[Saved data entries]
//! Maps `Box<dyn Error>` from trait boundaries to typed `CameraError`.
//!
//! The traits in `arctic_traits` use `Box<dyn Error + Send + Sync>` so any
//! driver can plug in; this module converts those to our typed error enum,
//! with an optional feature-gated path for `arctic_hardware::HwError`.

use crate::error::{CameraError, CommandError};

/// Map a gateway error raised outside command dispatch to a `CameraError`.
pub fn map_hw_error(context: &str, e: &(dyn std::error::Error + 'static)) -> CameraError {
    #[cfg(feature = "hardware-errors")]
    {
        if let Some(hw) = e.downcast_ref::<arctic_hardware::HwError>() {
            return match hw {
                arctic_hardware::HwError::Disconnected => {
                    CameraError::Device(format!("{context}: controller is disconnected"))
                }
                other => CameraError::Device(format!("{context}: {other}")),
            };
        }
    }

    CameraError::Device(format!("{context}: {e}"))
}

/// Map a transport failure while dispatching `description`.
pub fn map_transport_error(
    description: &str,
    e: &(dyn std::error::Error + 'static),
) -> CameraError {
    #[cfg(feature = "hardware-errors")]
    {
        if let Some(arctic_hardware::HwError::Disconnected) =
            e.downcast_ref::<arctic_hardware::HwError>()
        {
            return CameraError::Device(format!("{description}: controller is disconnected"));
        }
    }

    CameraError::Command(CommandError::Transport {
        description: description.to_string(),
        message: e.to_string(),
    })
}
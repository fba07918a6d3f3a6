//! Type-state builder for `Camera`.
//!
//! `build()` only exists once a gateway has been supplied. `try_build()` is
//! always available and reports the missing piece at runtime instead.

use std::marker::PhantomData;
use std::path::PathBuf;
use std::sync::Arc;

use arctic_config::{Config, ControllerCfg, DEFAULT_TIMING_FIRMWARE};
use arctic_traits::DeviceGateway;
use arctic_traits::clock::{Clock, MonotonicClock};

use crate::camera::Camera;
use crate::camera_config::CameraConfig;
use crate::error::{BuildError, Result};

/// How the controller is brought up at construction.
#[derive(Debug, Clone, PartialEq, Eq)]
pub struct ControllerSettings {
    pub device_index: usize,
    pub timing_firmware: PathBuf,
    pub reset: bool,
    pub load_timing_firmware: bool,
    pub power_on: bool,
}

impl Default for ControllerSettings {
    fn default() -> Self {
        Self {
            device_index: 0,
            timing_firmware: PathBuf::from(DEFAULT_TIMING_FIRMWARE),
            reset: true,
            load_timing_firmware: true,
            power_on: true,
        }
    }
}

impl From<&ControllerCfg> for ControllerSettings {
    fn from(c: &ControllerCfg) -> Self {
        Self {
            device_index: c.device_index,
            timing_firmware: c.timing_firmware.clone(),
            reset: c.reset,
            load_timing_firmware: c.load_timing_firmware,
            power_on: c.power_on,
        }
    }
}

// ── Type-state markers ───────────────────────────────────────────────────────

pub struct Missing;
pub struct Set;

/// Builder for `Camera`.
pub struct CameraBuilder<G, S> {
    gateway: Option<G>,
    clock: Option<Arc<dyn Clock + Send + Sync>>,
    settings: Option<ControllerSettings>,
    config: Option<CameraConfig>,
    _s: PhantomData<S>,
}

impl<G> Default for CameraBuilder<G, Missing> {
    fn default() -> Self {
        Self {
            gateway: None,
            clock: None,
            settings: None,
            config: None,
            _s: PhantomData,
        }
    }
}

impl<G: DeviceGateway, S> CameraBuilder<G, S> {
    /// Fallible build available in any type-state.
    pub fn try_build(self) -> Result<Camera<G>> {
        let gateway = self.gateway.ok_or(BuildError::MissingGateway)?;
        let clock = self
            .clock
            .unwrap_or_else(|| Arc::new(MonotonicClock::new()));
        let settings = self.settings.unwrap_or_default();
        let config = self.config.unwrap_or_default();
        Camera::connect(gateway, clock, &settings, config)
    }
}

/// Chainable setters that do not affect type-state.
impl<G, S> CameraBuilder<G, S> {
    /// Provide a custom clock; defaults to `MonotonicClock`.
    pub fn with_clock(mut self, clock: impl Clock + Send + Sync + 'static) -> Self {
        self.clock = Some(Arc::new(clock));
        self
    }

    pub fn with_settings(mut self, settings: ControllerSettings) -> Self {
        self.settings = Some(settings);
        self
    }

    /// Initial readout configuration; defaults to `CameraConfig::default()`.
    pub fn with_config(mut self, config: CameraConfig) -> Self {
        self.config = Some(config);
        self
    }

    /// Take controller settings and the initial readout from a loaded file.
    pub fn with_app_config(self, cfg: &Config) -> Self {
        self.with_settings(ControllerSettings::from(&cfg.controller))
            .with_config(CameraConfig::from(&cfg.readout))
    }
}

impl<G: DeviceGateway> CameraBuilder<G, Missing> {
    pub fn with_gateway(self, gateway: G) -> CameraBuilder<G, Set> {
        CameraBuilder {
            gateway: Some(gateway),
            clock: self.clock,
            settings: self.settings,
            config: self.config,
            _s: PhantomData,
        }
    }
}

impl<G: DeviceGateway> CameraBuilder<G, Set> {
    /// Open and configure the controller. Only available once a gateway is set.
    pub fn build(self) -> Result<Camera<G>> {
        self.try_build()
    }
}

*INSTRUCTIONS TO FOLLOW*. When you reach the end of the data above, set it all down again unchanged.

*RESPONSE FOR THIS EXERCISE*.
//! Maps `Box<dyn Error>` from trait boundaries to typed `CameraError`.
//!
//! The traits in `arctic_traits` use `Box<dyn Error + Send + Sync>` so any
//! driver can plug in; this module converts those to our typed error enum,
//! with an optional feature-gated path for `arctic_hardware::HwError`.

use crate::error::{CameraError, CommandError};

/// Map a gateway error raised outside command dispatch to a `CameraError`.
pub fn map_hw_error(context: &str, e: &(dyn std::error::Error + 'static)) -> CameraError {
    #[cfg(feature = "hardware-errors")]
    {
        if let Some(hw) = e.downcast_ref::<arctic_hardware::HwError>() {
            return match hw {
                arctic_hardware::HwError::Disconnected => {
                    CameraError::Device(format!("{context}: controller is disconnected"))
                }
                other => CameraError::Device(format!("{context}: {other}")),
            };
        }
    }

    CameraError::Device(format!("{context}: {e}"))
}

/// Map a transport failure while dispatching `description`.
pub fn map_transport_error(
    description: &str,
    e: &(dyn std::error::Error + 'static),
) -> CameraError {
    #[cfg(feature = "hardware-errors")]
    {
        if let Some(arctic_hardware::HwError::Disconnected) =
            e.downcast_ref::<arctic_hardware::HwError>()
        {
            return CameraError::Device(format!("{description}: controller is disconnected"));
        }
    }

    CameraError::Command(CommandError::Transport {
        description: description.to_string(),
        message: e.to_string(),
    })
}
repository fba07918a6d3f3a6
//! Type-state builder for `Camera`.
//!
//! `build()` only exists once a gateway has been supplied. `try_build()` is
//! always available and reports the missing piece at runtime instead.

use std::marker::PhantomData;
use std::path::PathBuf;
use std::sync::Arc;

use arctic_config::{Config, ControllerCfg, DEFAULT_TIMING_FIRMWARE};
use arctic_traits::DeviceGateway;
use arctic_traits::clock::{Clock, MonotonicClock};

use crate::camera::Camera;
use crate::camera_config::CameraConfig;
use crate::error::{BuildError, Result};

/// How the controller is brought up at construction.
#[derive(Debug, Clone, PartialEq, Eq)]
pub struct ControllerSettings {
    pub device_index: usize,
    pub timing_firmware: PathBuf,
    pub reset: bool,
    pub load_timing_firmware: bool,
    pub power_on: bool,
}

impl Default for ControllerSettings {
    fn default() -> Self {
        Self {
            device_index: 0,
            timing_firmware: PathBuf::from(DEFAULT_TIMING_FIRMWARE),
            reset: true,
            load_timing_firmware: true,
            power_on: true,
        }
    }
}

impl From<&ControllerCfg> for ControllerSettings {
    fn from(c: &ControllerCfg) -> Self {
        Self {
            device_index: c.device_index,
            timing_firmware: c.timing_firmware.clone(),
            reset: c.reset,
            load_timing_firmware: c.load_timing_firmware,
            power_on: c.power_on,
        }
    }
}

// ── Type-state markers ───────────────────────────────────────────────────────

pub struct Missing;
pub struct Set;

/// Builder for `Camera`.
pub struct CameraBuilder<G, S> {
    gateway: Option<G>,
    clock: Option<Arc<dyn Clock + Send + Sync>>,
    settings: Option<ControllerSettings>,
    config: Option<CameraConfig>,
    _s: PhantomData<S>,
}

impl<G> Default for CameraBuilder<G, Missing> {
    fn default() -> Self {
        Self {
            gateway: None,
            clock: None,
            settings: None,
            config: None,
            _s: PhantomData,
        }
    }
}

impl<G: DeviceGateway, S> CameraBuilder<G, S> {
    /// Fallible build available in any type-state.
    pub fn try_build(self) -> Result<Camera<G>> {
        let gateway = self.gateway.ok_or(BuildError::MissingGateway)?;
        let clock = self
            .clock
            .unwrap_or_else(|| Arc::new(MonotonicClock::new()));
        let settings = self.settings.unwrap_or_default();
        let config = self.config.unwrap_or_default();
        Camera::connect(gateway, clock, &settings, config)
    }
}

/// Chainable setters that do not affect type-state.
impl<G, S> CameraBuilder<G, S> {
    /// Provide a custom clock; defaults to `MonotonicClock`.
    pub fn with_clock(mut self, clock: impl Clock + Send + Sync + 'static) -> Self {
        self.clock = Some(Arc::new(clock));
        self
    }

    pub fn with_settings(mut self, settings: ControllerSettings) -> Self {
        self.settings = Some(settings);
        self
    }

    /// Initial readout configuration; defaults to `CameraConfig::default()`.
    pub fn with_config(mut self, config: CameraConfig) -> Self {
        self.config = Some(config);
        self
    }

    /// Take controller settings and the initial readout from a loaded file.
    pub fn with_app_config(self, cfg: &Config) -> Self {
        self.with_settings(ControllerSettings::from(&cfg.controller))
            .with_config(CameraConfig::from(&cfg.readout))
    }
}

impl<G: DeviceGateway> CameraBuilder<G, Missing> {
    pub fn with_gateway(self, gateway: G) -> CameraBuilder<G, Set> {
        CameraBuilder {
            gateway: Some(gateway),
            clock: self.clock,
            settings: self.settings,
            config: self.config,
            _s: PhantomData,
        }
    }
}

impl<G: DeviceGateway> CameraBuilder<G, Set> {
    /// Open and configure the controller. Only available once a gateway is set.
    pub fn build(self) -> Result<Camera<G>> {
        self.try_build()
    }
}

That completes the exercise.